| REQUIRED ACTION |
Lines from the top of the listing down to the one with "use parking_lot::RwLock;", inclusive, are to be copied exactly.

| MATERIAL SHOWN |
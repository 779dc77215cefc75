//! Native handle ownership.
//!
//! [`NativeHandle`] owns exactly one native object and releases it exactly
//! once. Calls into the engine go through [`NativeHandle::with`], which holds
//! a shared lock for the duration of the call so that `release` can never
//! free the object underneath an in-flight call.

use std::sync::Arc;

use parking_lot::RwLock;

use crate::diagnostics;
use crate::error::{BridgeError, Result};
use crate::native::{NativeEngine, RawHandle};

/// Which native object a handle refers to.
#[derive(Debug, Clone, Copy, PartialEq, Eq, Hash)]
pub enum HandleKind {
    Media,
    Player,
    ThumbnailRequest,
}

impl HandleKind {
    pub fn name(self) -> &'static str {
        match self {
            HandleKind::Media => "media",
            HandleKind::Player => "media player",
            HandleKind::ThumbnailRequest => "thumbnail request",
        }
    }
}

impl std::fmt::Display for HandleKind {
    fn fmt(&self, f: &mut std::fmt::Formatter<'_>) -> std::fmt::Result {
        f.write_str(self.name())
    }
}

/// Exclusive owner of one native object.
pub struct NativeHandle {
    kind: HandleKind,
    address: usize,
    /// `None` once released
    raw: RwLock<Option<RawHandle>>,
    engine: Arc<dyn NativeEngine>,
}

impl NativeHandle {
    /// Takes ownership of a handle the engine just created.
    ///
    /// Fails if the address is already owned by another live wrapper.
    pub fn adopt(kind: HandleKind, raw: RawHandle, engine: Arc<dyn NativeEngine>) -> Result<Self> {
        if !diagnostics::register_handle(raw.addr()) {
            tracing::error!(
                "native {kind} handle {:#x} is already owned by another wrapper",
                raw.addr()
            );
            return Err(BridgeError::InvalidArgument(format!(
                "native {kind} handle {:#x} already owned",
                raw.addr()
            )));
        }
        #[cfg(debug_assertions)]
        diagnostics::record_handle_created();

        tracing::trace!("adopted native {kind} handle {:#x}", raw.addr());
        Ok(Self {
            kind,
            address: raw.addr(),
            raw: RwLock::new(Some(raw)),
            engine,
        })
    }

    pub fn kind(&self) -> HandleKind {
        self.kind
    }

    /// Address of the native object. Stays valid as an identifier after
    /// release but must not be passed back to the engine.
    pub fn address(&self) -> usize {
        self.address
    }

    pub fn is_released(&self) -> bool {
        self.raw.read().is_none()
    }

    pub fn engine(&self) -> &Arc<dyn NativeEngine> {
        &self.engine
    }

    /// Runs `f` with the live raw handle.
    ///
    /// Uses a recursive read lock so a call made from inside another call on
    /// the same thread cannot deadlock against a queued release.
    pub fn with<R>(&self, f: impl FnOnce(&dyn NativeEngine, RawHandle) -> R) -> Result<R> {
        let guard = self.raw.read_recursive();
        match *guard {
            Some(raw) => {
                debug_assert!(
                    diagnostics::is_live(self.address),
                    "native {} handle {:#x} used after leaving the registry",
                    self.kind,
                    self.address
                );
                Ok(f(self.engine.as_ref(), raw))
            }
            None => Err(BridgeError::AlreadyReleased {
                object: self.kind.name(),
            }),
        }
    }

    /// Releases the native object.
    ///
    /// A second call is a programming error: it is logged and reported as
    /// [`BridgeError::HandleAlreadyReleased`] without touching the engine.
    pub fn release(&self) -> Result<()> {
        let raw = {
            let mut guard = self.raw.write();
            match guard.take() {
                Some(raw) => raw,
                None => {
                    tracing::error!(
                        "native {} handle {:#x} released twice",
                        self.kind,
                        self.address
                    );
                    return Err(BridgeError::HandleAlreadyReleased { kind: self.kind });
                }
            }
        };

        if !diagnostics::unregister_handle(raw.addr()) {
            tracing::error!(
                "native {} handle {:#x} unknown to registry (possible double release)",
                self.kind,
                raw.addr()
            );
            return Err(BridgeError::HandleAlreadyReleased { kind: self.kind });
        }

        match self.kind {
            HandleKind::Media => self.engine.media_release(raw),
            HandleKind::Player => self.engine.player_release(raw),
            HandleKind::ThumbnailRequest => self.engine.media_thumbnail_request_destroy(raw),
        }

        #[cfg(debug_assertions)]
        diagnostics::record_handle_released();

        tracing::trace!("released native {} handle {:#x}", self.kind, raw.addr());
        Ok(())
    }
}

impl Drop for NativeHandle {
    fn drop(&mut self) {
        if self.raw.get_mut().is_some() {
            tracing::warn!(
                "native {} handle {:#x} dropped without release; releasing now",
                self.kind,
                self.address
            );
            let _ = self.release();
        }
    }
}

impl std::fmt::Debug for NativeHandle {
    fn fmt(&self, f: &mut std::fmt::Formatter<'_>) -> std::fmt::Result {
        f.debug_struct("NativeHandle")
            .field("kind", &self.kind)
            .field("address", &format_args!("{:#x}", self.address))
            .field("released", &self.is_released())
            .finish()
    }
}

#[cfg(test)]
mod tests {
    use super::*;
    use crate::simulated::SimulatedEngine;

    fn adopt_media(engine: &Arc<SimulatedEngine>) -> NativeHandle {
        let raw = engine
            .media_new_location(c"file:///clip.mp4")
            .expect("simulated media");
        NativeHandle::adopt(HandleKind::Media, raw, engine.clone()).unwrap()
    }

    #[test]
    fn test_release_once() {
        let engine = SimulatedEngine::new();
        let handle = adopt_media(&engine);
        let addr = handle.address();

        assert!(!handle.is_released());
        assert!(handle.release().is_ok());
        assert!(handle.is_released());
        assert_eq!(engine.release_count(addr), 1);
    }

    #[test]
    fn test_double_release_is_caught() {
        let engine = SimulatedEngine::new();
        let handle = adopt_media(&engine);
        let addr = handle.address();

        handle.release().unwrap();
        assert_eq!(
            handle.release(),
            Err(BridgeError::HandleAlreadyReleased {
                kind: HandleKind::Media
            })
        );
        assert_eq!(engine.release_count(addr), 1);
    }

    #[test]
    fn test_registry_tracks_ownership() {
        let engine = SimulatedEngine::new();
        let handle = adopt_media(&engine);
        let addr = handle.address();

        assert!(diagnostics::is_live(addr));
        assert_eq!(handle.with(|_, raw| raw.addr()), Ok(addr));
        handle.release().unwrap();
        assert!(!diagnostics::is_live(addr));
    }

    #[test]
    fn test_with_after_release_fails() {
        let engine = SimulatedEngine::new();
        let handle = adopt_media(&engine);
        handle.release().unwrap();

        let result = handle.with(|_, raw| raw.addr());
        assert_eq!(result, Err(BridgeError::AlreadyReleased { object: "media" }));
    }

    #[test]
    fn test_second_owner_rejected() {
        let engine = SimulatedEngine::new();
        let handle = adopt_media(&engine);
        let raw = RawHandle::from_addr(handle.address()).unwrap();

        let dyn_engine: Arc<dyn NativeEngine> = engine.clone();
        assert!(NativeHandle::adopt(HandleKind::Media, raw, dyn_engine).is_err());
        handle.release().unwrap();
    }

    #[test]
    fn test_drop_releases() {
        let engine = SimulatedEngine::new();
        let addr = {
            let handle = adopt_media(&engine);
            handle.address()
        };
        assert_eq!(engine.release_count(addr), 1);
    }
}
//! Native callback boundary utilities.
//!
//! Every `extern "C"` function the native engine calls back into wraps its
//! body in [`callback_boundary_or`], and every listener invocation goes
//! through [`contain_listener`]:
//! 1. Panics are caught with `std::panic::catch_unwind()`
//! 2. Nothing unwinds into the native call stack

use std::any::Any;
use std::panic::{catch_unwind, AssertUnwindSafe};

/// Runs a callback body, returning `default` if it panics.
///
/// # Safety rationale for `AssertUnwindSafe`
///
/// Shared state reachable from callbacks is guarded by `parking_lot` locks
/// (poison-free) or atomics. On unwind the guards drop and leave their data
/// unlocked and consistent. Closures holding other non-unwind-safe state
/// should not be passed here.
pub fn callback_boundary_or<T, F>(default: T, label: &'static str, f: F) -> T
where
    F: FnOnce() -> T,
{
    match catch_unwind(AssertUnwindSafe(f)) {
        Ok(val) => val,
        Err(panic) => {
            tracing::error!(
                "native callback {label}: caught Rust panic at boundary: {}",
                panic_message(panic.as_ref())
            );
            default
        }
    }
}

/// Runs one listener invocation. Returns the panic message on failure.
pub fn contain_listener<F>(f: F) -> Result<(), String>
where
    F: FnOnce(),
{
    catch_unwind(AssertUnwindSafe(f)).map_err(|panic| panic_message(panic.as_ref()))
}

/// Extracts a printable message from a panic payload.
pub fn panic_message(payload: &(dyn Any + Send)) -> String {
    if let Some(s) = payload.downcast_ref::<&str>() {
        (*s).to_string()
    } else if let Some(s) = payload.downcast_ref::<String>() {
        s.clone()
    } else {
        "non-string panic payload".to_string()
    }
}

| SOLUTION FOR THIS PROBLEM |
repository 779dc77215cefc75
//! Native handle ownership.
//!
//! [`NativeHandle`] owns exactly one native object and releases it exactly
//! once. Calls into the engine go through [`NativeHandle::with`], which holds
//! a shared lock for the duration of the call so that `release` can never
//! free the object underneath an in-flight call.

use std::sync::Arc;

use parking_lot::RwLock;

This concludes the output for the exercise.